El inadaptado
Llevo años intentado decir, en artículos y en escritos varios, lo que le leí el otro día, en una entrevista, al humorista Juan Carlos Ortega: “Echo de menos que el humor se atreva con la nueva corrección política, porque la gente que se declara políticamente incorrecta, se refiere a cosas de hace cuarenta años. Pero la incorrección política ahora está en otro sitio: te metes con los grafitis y, bum, te machacan, por ejemplo. Yo reacciono contra la unanimidad: cuando escucho a Artur Mas quiero ser español, cuando veo una unanimidad de izquierdas quiero ser un poco conservador, o sea, que soy un inadaptado”.
Estoy con Ortega, no el filósofo, el humorista. Comparto muchas de las ideas que expone.
Y es que hay mucho provocador que es comprendido y aceptado por la mayoría. Pero el verdadero provocador es siempre el incomprendido, el ninguneado, el silenciado, el no aceptado y el despreciado por la sociedad en la que vive. El políticamente incorrecto que gana millones desde un programa de televisión o desde cualquier tipo de púlpito es que, en realidad, es políticamente correctísimo.
Es cierto, la incorrección política ahora está en otro sitio. Desde un tiempo a esta parte, nuestra sociedad se ha llenado de palabras, ideas y conceptos sacrosantos e intocables. Y está terminantemente prohibido mencionarlos, analizarlos o hacer humor con ellos. Y lo peor es que cada bando de esta sociedad de bandos tienen los suyos; cada bando tiene sus zonas de paso restringidas, sus listados cerrados con lo políticamente incorrecto. Y cuidado con que nadie de la otra parte de la trinchera se atreva a traspasar el umbral.
Me hace mucha gracia -y a la vez me entristece- observar cómo en la guerra entre los bandos lo que para unos es vil provocación para los otros es libertad de expresión, y viceversa.
Sin embargo, creo que es muy sano para nuestra sociedad que en ambos bandos haya provocadores, humoristas, y hasta intelectuales, que atenten contra las verdades sagradas de la otra parte (aunque más sano sería que no hubiera partes…).
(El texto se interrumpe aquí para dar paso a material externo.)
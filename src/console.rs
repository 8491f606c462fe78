//! Terminal operator: prompts on stdin, prints notices.
use async_trait::async_trait;
use std::io::{self, BufRead, Write};
use tracing::{error, info, warn};

use crate::services::{Confirmation, Notice, NoticeLevel, Operator, Severity};

#[derive(Debug, Clone, Copy, Default)]
pub struct ConsoleOperator {
    /// Answer every gate with yes without prompting.
    pub assume_yes: bool,
}

impl ConsoleOperator {
    pub fn new(assume_yes: bool) -> Self {
        Self { assume_yes }
    }
}

/// `y`/`yes`, case-insensitive.
pub fn is_affirmative(answer: &str) -> bool {
    matches!(answer.trim().to_ascii_lowercase().as_str(), "y" | "yes")
}

#[async_trait]
impl Operator for ConsoleOperator {
    async fn confirm(&self, prompt: &Confirmation) -> bool {
        if self.assume_yes {
            info!(severity = ?prompt.severity, "auto-confirmed: {}", prompt.message);
            return true;
        }
        let banner = match prompt.severity {
            Severity::Caution => "",
            Severity::Destructive => "!! ",
        };
        let question = format!("{banner}{} [y/N] ", prompt.message);
        let answer = tokio::task::spawn_blocking(move || {
            let mut out = io::stdout();
            let _ = write!(out, "{question}");
            let _ = out.flush();
            let mut line = String::new();
            io::stdin().lock().read_line(&mut line).map(|_| line)
        })
        .await;
        match answer {
            Ok(Ok(line)) => is_affirmative(&line),
            Ok(Err(err)) => {
                warn!(?err, "failed to read confirmation");
                false
            }
            Err(err) => {
                warn!(?err, "confirmation prompt task failed");
                false
            }
        }
    }

    fn notify(&self, notice: Notice) {
        match notice.level {
            NoticeLevel::Info => {
                info!("{}", notice.message);
                println!("{}", notice.message);
            }
            NoticeLevel::Error => {
                error!("{}", notice.message);
                eprintln!("error: {}", notice.message);
            }
        }
    }
}

#[cfg(test)]
mod tests {
    use super::*;

    #[test]
    fn affirmative_answers() {
        assert!(is_affirmative("y\n"));
        assert!(is_affirmative(" YES "));
        assert!(!is_affirmative(""));
        assert!(!is_affirmative("no"));
    }

    #[tokio::test]
    async fn assume_yes_skips_prompt() {
        let op = ConsoleOperator::new(true);
        let prompt = Confirmation {
            severity: Severity::Destructive,
            message: "merge?".into(),
        };
        assert!(op.confirm(&prompt).await);
    }
}
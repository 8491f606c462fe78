//! Maps remote product records into grid row view-models.
use std::collections::{BTreeMap, HashMap};

use crate::model::{ActionKind, RemoteRecord};

/// Grid columns in display order.
#[derive(Debug, Clone, Copy, PartialEq, Eq, PartialOrd, Ord, Hash)]
pub enum Column {
    CreatedOn,
    Id,
    Name,
    Skus,
    Status,
    RequiresMerge,
    Action,
}

impl Column {
    pub fn title(&self) -> &'static str {
        match self {
            Column::CreatedOn => "Created On",
            Column::Id => "ID",
            Column::Name => "Name",
            Column::Skus => "SKUs",
            Column::Status => "Status",
            Column::RequiresMerge => "RM",
            Column::Action => "Action",
        }
    }
}

#[derive(Debug, Clone, Copy, Default, PartialEq, Eq)]
pub enum SortOrder {
    #[default]
    CreatedAscending,
    CreatedDescending,
    AsFetched,
}

/// Derived row; rebuilt on every fetch, never patched in place.
#[derive(Debug, Clone, PartialEq, Eq)]
pub struct RowViewModel {
    pub id: String,
    pub display_fields: BTreeMap<Column, String>,
    pub requires_merge: bool,
    pub primary_sku: Option<String>,
    pub synced: bool,
}

impl RowViewModel {
    pub fn field(&self, column: Column) -> &str {
        self.display_fields
            .get(&column)
            .map(String::as_str)
            .unwrap_or("")
    }
}

#[derive(Debug, Clone, Default, PartialEq, Eq)]
pub struct MappedPage {
    pub rows: Vec<RowViewModel>,
    pub total: usize,
}

pub fn map_records(
    records: &[RemoteRecord],
    merge_flags: &HashMap<String, bool>,
    action: ActionKind,
    order: SortOrder,
) -> MappedPage {
    let mut sorted: Vec<&RemoteRecord> = records.iter().collect();
    match order {
        SortOrder::CreatedAscending => sorted.sort_by_key(|r| r.created_at),
        SortOrder::CreatedDescending => sorted.sort_by(|a, b| b.created_at.cmp(&a.created_at)),
        SortOrder::AsFetched => {}
    }

    let rows: Vec<RowViewModel> = sorted
        .into_iter()
        .map(|rec| map_one(rec, merge_flags.get(&rec.id).copied().unwrap_or(false), action))
        .collect();
    let total = rows.len();
    MappedPage { rows, total }
}

fn map_one(rec: &RemoteRecord, requires_merge: bool, action: ActionKind) -> RowViewModel {
    let skus = rec
        .variants
        .iter()
        .map(|v| v.sku.as_str())
        .collect::<Vec<_>>()
        .join(", ");

    let mut fields = BTreeMap::new();
    fields.insert(Column::CreatedOn, rec.created_at.format("%Y-%m-%d").to_string());
    fields.insert(Column::Id, rec.id.clone());
    fields.insert(Column::Name, rec.title.clone());
    fields.insert(Column::Skus, skus);
    fields.insert(
        Column::Status,
        if rec.synced { "Synced" } else { "Not Synced" }.to_string(),
    );
    fields.insert(
        Column::RequiresMerge,
        if requires_merge { "Yes" } else { "No" }.to_string(),
    );
    fields.insert(Column::Action, row_action_label(action, rec.synced).to_string());

    RowViewModel {
        id: rec.id.clone(),
        display_fields: fields,
        requires_merge,
        primary_sku: rec.primary_sku().map(str::to_owned),
        synced: rec.synced,
    }
}

/// Already-synced rows re-run the sync instead of starting a fresh one.
pub fn is_resync(action: ActionKind, synced: bool) -> bool {
    action == ActionKind::Sync && synced
}

/// Label of the per-row action button.
pub fn row_action_label(action: ActionKind, synced: bool) -> &'static str {
    if is_resync(action, synced) {
        "Re-sync"
    } else {
        action.label()
    }
}
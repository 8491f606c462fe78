//! Date-range filter bar: input validation and the bounds sent to the store.
use chrono::{DateTime, FixedOffset, Months, NaiveDate, TimeZone};
use once_cell::sync::Lazy;
use regex::Regex;

use crate::error::GridError;

static DATE_INPUT: Lazy<Regex> =
    Lazy::new(|| Regex::new(r"^\d{4}-\d{2}-\d{2}$").expect("valid date regex"));

#[derive(Debug, Clone, PartialEq, Eq)]
pub struct DateRange {
    pub from: DateTime<FixedOffset>,
    /// Open-ended when `None`.
    pub to: Option<DateTime<FixedOffset>>,
}

impl DateRange {
    /// `years` back from `now` up to `now`.
    pub fn lookback(now: DateTime<FixedOffset>, years: u32) -> Self {
        let from = now
            .checked_sub_months(Months::new(years.saturating_mul(12)))
            .unwrap_or(now);
        Self { from, to: Some(now) }
    }

    /// Build a range from the two filter inputs.
    ///
    /// Both empty yields `fallback`. An empty `from` keeps the fallback start,
    /// an empty `to` leaves the range open. Dates are read as local midnight in
    /// `offset`.
    pub fn parse_inputs(
        from: &str,
        to: &str,
        fallback: &DateRange,
        offset: FixedOffset,
    ) -> Result<DateRange, GridError> {
        let from = from.trim();
        let to = to.trim();
        if from.is_empty() && to.is_empty() {
            return Ok(fallback.clone());
        }

        let from_dt = match from {
            "" => fallback.from,
            s => parse_day(s, offset).ok_or_else(|| GridError::validation("Incorrect From Date Format"))?,
        };
        let to_dt = match to {
            "" => None,
            s => Some(parse_day(s, offset).ok_or_else(|| GridError::validation("Incorrect To Date Format"))?),
        };

        if let Some(to_dt) = to_dt {
            if from_dt > to_dt {
                return Err(GridError::validation("From Date must not be after To Date"));
            }
        }
        Ok(DateRange {
            from: from_dt,
            to: to_dt,
        })
    }

    pub fn from_param(&self) -> String {
        format_bound(&self.from)
    }

    pub fn to_param(&self) -> Option<String> {
        self.to.as_ref().map(format_bound)
    }
}

/// `YYYY-MM-DDTHH:MM:SS±hhmm`, the form the store's `created_at` filters take.
pub fn format_bound(dt: &DateTime<FixedOffset>) -> String {
    dt.format("%Y-%m-%dT%H:%M:%S%z").to_string()
}

fn parse_day(input: &str, offset: FixedOffset) -> Option<DateTime<FixedOffset>> {
    if !DATE_INPUT.is_match(input) {
        return None;
    }
    let day = NaiveDate::parse_from_str(input, "%Y-%m-%d").ok()?;
    offset
        .from_local_datetime(&day.and_hms_opt(0, 0, 0)?)
        .single()
}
Como Ortega, yo también reacciono contra la unanimidad. Debo confesar que huyo de esa especie de complacencia y de idílica opinión generalizada que se da en el seno de determinados grupos o en determinadas reuniones. El orgullo, la camaradería, la satisfacción de los que se unen porque piensan igual, me da cierto sarpullido (a veces pienso que se unen no porque piensen igual, sino para pensar igual…). No va conmigo el arropo y el calorcito que se dan mutuamente los que piensan de la misma manera, porque el calor atonta y porque desde el confort no se aprecia con claridad la majestuosa diversidad del mundo. En temas de pensamiento y de ideas, no quiero ir de la mano de nadie. Prefiero ir solo y pasar frío, porque intuyo que desde la soledad se puede acabar entendiendo a todo el mundo. Pero, claro, es posible que yo también sea un inadaptado.